GOAL OF THE EXERCISE:
If a line in the data has the string "bool", please show it.

GIVEN ENTRIES:
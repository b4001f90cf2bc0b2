// src/services/sync.rs

//! Shelf and favorite status synchronizer.
//!
//! One synchronizer backs one control for one book. It keeps the displayed
//! value in local state, dispatches mutations to the backend, and writes the
//! shared session store only after the backend confirmed.
//!
//! ```text
//!            change()                 backend ok
//!  Set/Unset ────────► Pending ─────────────────► Set/Unset (+ store write)
//!      ▲                  │ backend error
//!      │ auth required    ├──────────────────────► Error { last confirmed }
//!      └──────────────────┘
//! ```
//!
//! Without a logged-in user a change never reaches the backend: the user is
//! warned and sent to the login view with a return path.

use std::fmt;
use std::sync::{Arc, Mutex, PoisonError};
use std::time::Duration;

use async_trait::async_trait;

use crate::error::{Result, error_message, is_auth_required};
use crate::models::{
    Config, FavoritesResponse, SessionUser, ShelfAction, ShelfResponse, ShelfStatus,
};
use crate::services::{BackendApi, NavigationState, Navigator, Notifier, Toast};
use crate::session::SessionStore;
use crate::utils::Liveness;

/// Prompt shown before leaving for the login view after an auth failure.
pub const LOGIN_PROMPT: &str = "Your session has expired. Log in again?";

/// Local state of one control.
#[derive(Debug, Clone, PartialEq, Eq)]
pub enum SyncState<V> {
    /// No value stored for this book
    Unset,
    /// A mutation is in flight; `previous` is the last confirmed value
    Pending { previous: Option<V> },
    /// Confirmed value
    Set(V),
    /// The last mutation failed; `last_confirmed` stays visible
    Error { last_confirmed: Option<V> },
}

impl<V: Clone> SyncState<V> {
    fn from_confirmed(value: Option<V>) -> Self {
        match value {
            Some(v) => SyncState::Set(v),
            None => SyncState::Unset,
        }
    }

    /// The last confirmed value, whatever the state.
    pub fn confirmed(&self) -> Option<V> {
        match self {
            SyncState::Unset => None,
            SyncState::Set(v) => Some(v.clone()),
            SyncState::Pending { previous } => previous.clone(),
            SyncState::Error { last_confirmed } => last_confirmed.clone(),
        }
    }

    pub fn is_pending(&self) -> bool {
        matches!(self, SyncState::Pending { .. })
    }
}

/// What a call to [`StatusSynchronizer::change`] ended in.
#[derive(Debug, Clone, PartialEq, Eq)]
pub enum SyncOutcome<V> {
    /// The backend stored this value (`None` = cleared)
    Confirmed(Option<V>),
    /// The user was sent towards the login view; `navigated` is false when
    /// the prompt was declined or the control unmounted during the delay
    LoginRequired { navigated: bool },
    /// The backend rejected the change; carries the display message
    Failed(String),
    /// Another mutation is still in flight
    Busy,
    /// The control unmounted before the result arrived
    Discarded,
}

/// One kind of per-book status (shelf placement, favorite flag).
#[async_trait]
pub trait StatusKind: Send + Sync + 'static {
    /// Displayed value
    type Value: Clone + PartialEq + fmt::Debug + Send + Sync;
    /// User action
    type Action: Copy + fmt::Debug + Send + Sync;
    /// Backend confirmation
    type Receipt: Send;

    /// Short name for logs.
    fn name(&self) -> &'static str;

    /// Current value in the session user's collections.
    fn read(&self, user: &SessionUser, book_key: &str) -> Option<Self::Value>;

    /// Send the mutation to the backend.
    async fn dispatch(
        &self,
        backend: &dyn BackendApi,
        book_key: &str,
        action: Self::Action,
    ) -> Result<Self::Receipt>;

    /// Value the backend confirmed.
    fn resolve(&self, receipt: &Self::Receipt, book_key: &str) -> Option<Self::Value>;

    /// Write the confirmation into the session user.
    fn apply(&self, user: &mut SessionUser, book_key: &str, receipt: Self::Receipt);

    fn success_message(&self, confirmed: Option<&Self::Value>) -> String;

    fn login_message(&self) -> &'static str;

    fn retry_message(&self) -> &'static str;
}

/// Shelf placement of a book.
#[derive(Debug, Clone, Copy, Default)]
pub struct ShelfKind;

#[async_trait]
impl StatusKind for ShelfKind {
    type Value = ShelfStatus;
    type Action = ShelfAction;
    type Receipt = ShelfResponse;

    fn name(&self) -> &'static str {
        "shelf"
    }

    fn read(&self, user: &SessionUser, book_key: &str) -> Option<ShelfStatus> {
        user.shelf_status(book_key)
    }

    async fn dispatch(
        &self,
        backend: &dyn BackendApi,
        book_key: &str,
        action: ShelfAction,
    ) -> Result<ShelfResponse> {
        backend.set_shelf_status(book_key, action.requested()).await
    }

    fn resolve(&self, receipt: &ShelfResponse, _book_key: &str) -> Option<ShelfStatus> {
        receipt.status.and_then(ShelfStatus::stored)
    }

    fn apply(&self, user: &mut SessionUser, book_key: &str, receipt: ShelfResponse) {
        user.set_shelf_status(book_key, receipt.status);
    }

    fn success_message(&self, confirmed: Option<&ShelfStatus>) -> String {
        match confirmed {
            Some(ShelfStatus::WantToRead) => "Added to your Want to Read shelf".into(),
            Some(ShelfStatus::Ongoing) => "Marked as currently reading".into(),
            Some(ShelfStatus::Completed) => "Marked as completed".into(),
            Some(ShelfStatus::None) | None => "Removed from your shelf".into(),
        }
    }

    fn login_message(&self) -> &'static str {
        "Please log in to add books to your shelf."
    }

    fn retry_message(&self) -> &'static str {
        "Failed to update shelf. Please try again."
    }
}

/// Favorite toggle.
#[derive(Debug, Clone, Copy, PartialEq, Eq)]
pub enum FavoriteAction {
    Toggle,
}

/// Favorite flag of a book; `Set(true)` when favorited, `Unset` otherwise.
#[derive(Debug, Clone, Copy, Default)]
pub struct FavoriteKind;

#[async_trait]
impl StatusKind for FavoriteKind {
    type Value = bool;
    type Action = FavoriteAction;
    type Receipt = FavoritesResponse;

    fn name(&self) -> &'static str {
        "favorite"
    }

    fn read(&self, user: &SessionUser, book_key: &str) -> Option<bool> {
        user.is_favorite(book_key).then_some(true)
    }

    async fn dispatch(
        &self,
        backend: &dyn BackendApi,
        book_key: &str,
        _action: FavoriteAction,
    ) -> Result<FavoritesResponse> {
        backend.update_favorites(book_key).await
    }

    fn resolve(&self, receipt: &FavoritesResponse, book_key: &str) -> Option<bool> {
        receipt
            .favorites
            .iter()
            .any(|k| k == book_key)
            .then_some(true)
    }

    fn apply(&self, user: &mut SessionUser, _book_key: &str, receipt: FavoritesResponse) {
        user.favorites = receipt.favorites;
    }

    fn success_message(&self, confirmed: Option<&bool>) -> String {
        match confirmed {
            Some(true) => "Added to favorites".into(),
            _ => "Removed from favorites".into(),
        }
    }

    fn login_message(&self) -> &'static str {
        "Please log in to add books to your favorites."
    }

    fn retry_message(&self) -> &'static str {
        "Failed to update favorites. Please try again."
    }
}

/// Collaborators shared by every synchronizer of a session.
#[derive(Clone)]
pub struct SyncContext {
    pub config: Arc<Config>,
    pub store: SessionStore,
    pub backend: Arc<dyn BackendApi>,
    pub notifier: Arc<dyn Notifier>,
    pub navigator: Arc<dyn Navigator>,
}

/// Synchronizer for one status kind of one book.
pub struct StatusSynchronizer<K: StatusKind> {
    kind: K,
    ctx: SyncContext,
    book_key: String,
    return_path: String,
    state: Mutex<SyncState<K::Value>>,
    liveness: Liveness,
}

/// Shelf control synchronizer.
pub type ShelfSynchronizer = StatusSynchronizer<ShelfKind>;

/// Favorite control synchronizer.
pub type FavoriteSynchronizer = StatusSynchronizer<FavoriteKind>;

impl<K: StatusKind> StatusSynchronizer<K> {
    /// Mount a control for `book_key`, reading the current value from the
    /// session store. `return_path` is where login sends the user back to.
    pub fn mount(kind: K, ctx: SyncContext, book_key: &str, return_path: &str) -> Self {
        let initial = ctx
            .store
            .read(|s| s.user.as_ref().and_then(|u| kind.read(u, book_key)));
        Self {
            kind,
            ctx,
            book_key: book_key.to_string(),
            return_path: return_path.to_string(),
            state: Mutex::new(SyncState::from_confirmed(initial)),
            liveness: Liveness::new(),
        }
    }

    pub fn book_key(&self) -> &str {
        &self.book_key
    }

    pub fn state(&self) -> SyncState<K::Value> {
        self.state.lock().unwrap_or_else(PoisonError::into_inner).clone()
    }

    fn set_state(&self, next: SyncState<K::Value>) {
        *self.state.lock().unwrap_or_else(PoisonError::into_inner) = next;
    }

    /// Move to `Pending` unless a mutation is already in flight. Returns the
    /// last confirmed value on success.
    fn begin(&self) -> std::result::Result<Option<K::Value>, ()> {
        let mut state = self.state.lock().unwrap_or_else(PoisonError::into_inner);
        if state.is_pending() {
            return Err(());
        }
        let previous = state.confirmed();
        *state = SyncState::Pending {
            previous: previous.clone(),
        };
        Ok(previous)
    }

    /// Mark the control unmounted; late results are discarded.
    pub fn unmount(&self) {
        self.liveness.kill();
    }

    pub fn is_mounted(&self) -> bool {
        self.liveness.is_alive()
    }

    /// Re-read the session store. Ignored while a mutation is in flight.
    pub fn refresh(&self) {
        let current = self
            .ctx
            .store
            .read(|s| s.user.as_ref().and_then(|u| self.kind.read(u, &self.book_key)));
        let mut state = self.state.lock().unwrap_or_else(PoisonError::into_inner);
        if !state.is_pending() {
            *state = SyncState::from_confirmed(current);
        }
    }

    /// Refresh on every session store change until unmounted.
    pub async fn follow_store(&self) {
        let mut rx = self.ctx.store.subscribe();
        while rx.changed().await.is_ok() {
            if !self.is_mounted() {
                break;
            }
            self.refresh();
        }
    }

    /// Apply a user action.
    pub async fn change(&self, action: K::Action) -> SyncOutcome<K::Value> {
        if self.state().is_pending() {
            log::warn!(
                "Ignoring {} change for {} while another is in flight",
                self.kind.name(),
                self.book_key
            );
            return SyncOutcome::Busy;
        }

        if !self.ctx.store.is_authenticated() {
            log::info!(
                "{} change for {} needs a login",
                self.kind.name(),
                self.book_key
            );
            let navigated = self.redirect_to_login(false).await;
            return SyncOutcome::LoginRequired { navigated };
        }

        let Ok(previous) = self.begin() else {
            return SyncOutcome::Busy;
        };
        log::debug!(
            "Dispatching {} {:?} for {}",
            self.kind.name(),
            action,
            self.book_key
        );

        match self
            .kind
            .dispatch(self.ctx.backend.as_ref(), &self.book_key, action)
            .await
        {
            Ok(receipt) => self.confirm(receipt),
            Err(err) if is_auth_required(&err) => {
                if !self.is_mounted() {
                    return SyncOutcome::Discarded;
                }
                self.set_state(SyncState::from_confirmed(previous));
                let navigated = self.redirect_to_login(true).await;
                SyncOutcome::LoginRequired { navigated }
            }
            Err(err) => {
                let message = error_message(&err);
                let level = if err.is_network() {
                    log::Level::Warn
                } else {
                    log::Level::Error
                };
                log::log!(
                    level,
                    "Failed to update {} for {}: {}",
                    self.kind.name(),
                    self.book_key,
                    message
                );
                if !self.is_mounted() {
                    return SyncOutcome::Discarded;
                }
                self.set_state(SyncState::Error {
                    last_confirmed: previous,
                });
                self.ctx.notifier.notify(Toast::error(self.kind.retry_message()));
                SyncOutcome::Failed(message)
            }
        }
    }

    fn confirm(&self, receipt: K::Receipt) -> SyncOutcome<K::Value> {
        let resolved = self.kind.resolve(&receipt, &self.book_key);

        // the backend already changed, so the shared store follows even if
        // this control is gone
        let stored = self
            .ctx
            .store
            .update_user(|user| self.kind.apply(user, &self.book_key, receipt));
        if !stored {
            log::warn!(
                "Session ended before {} update for {} was confirmed",
                self.kind.name(),
                self.book_key
            );
        }

        if !self.is_mounted() {
            return SyncOutcome::Discarded;
        }
        self.set_state(SyncState::from_confirmed(resolved.clone()));
        self.ctx
            .notifier
            .notify(Toast::success(self.kind.success_message(resolved.as_ref())));
        SyncOutcome::Confirmed(resolved)
    }

    /// Warn, wait the redirect delay, optionally confirm, then navigate to the
    /// login view. Returns whether navigation happened.
    async fn redirect_to_login(&self, ask_first: bool) -> bool {
        self.ctx
            .notifier
            .notify(Toast::warning(self.kind.login_message()));

        tokio::time::sleep(Duration::from_millis(self.ctx.config.sync.redirect_delay_ms)).await;
        if !self.is_mounted() {
            return false;
        }

        if ask_first && !self.ctx.notifier.confirm(LOGIN_PROMPT).await {
            log::info!("Login prompt declined");
            return false;
        }

        self.ctx.navigator.navigate(
            &self.ctx.config.sync.login_path,
            NavigationState {
                from: self.return_path.clone(),
            },
        );
        true
    }
}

SOLUTION:
    pub fn is_pending(&self) -> bool {
    LoginRequired { navigated: bool },
    type Value = bool;
    fn read(&self, user: &SessionUser, book_key: &str) -> Option<bool> {
    fn resolve(&self, receipt: &FavoritesResponse, book_key: &str) -> Option<bool> {
    fn success_message(&self, confirmed: Option<&bool>) -> String {
    pub fn is_mounted(&self) -> bool {
    async fn redirect_to_login(&self, ask_first: bool) -> bool {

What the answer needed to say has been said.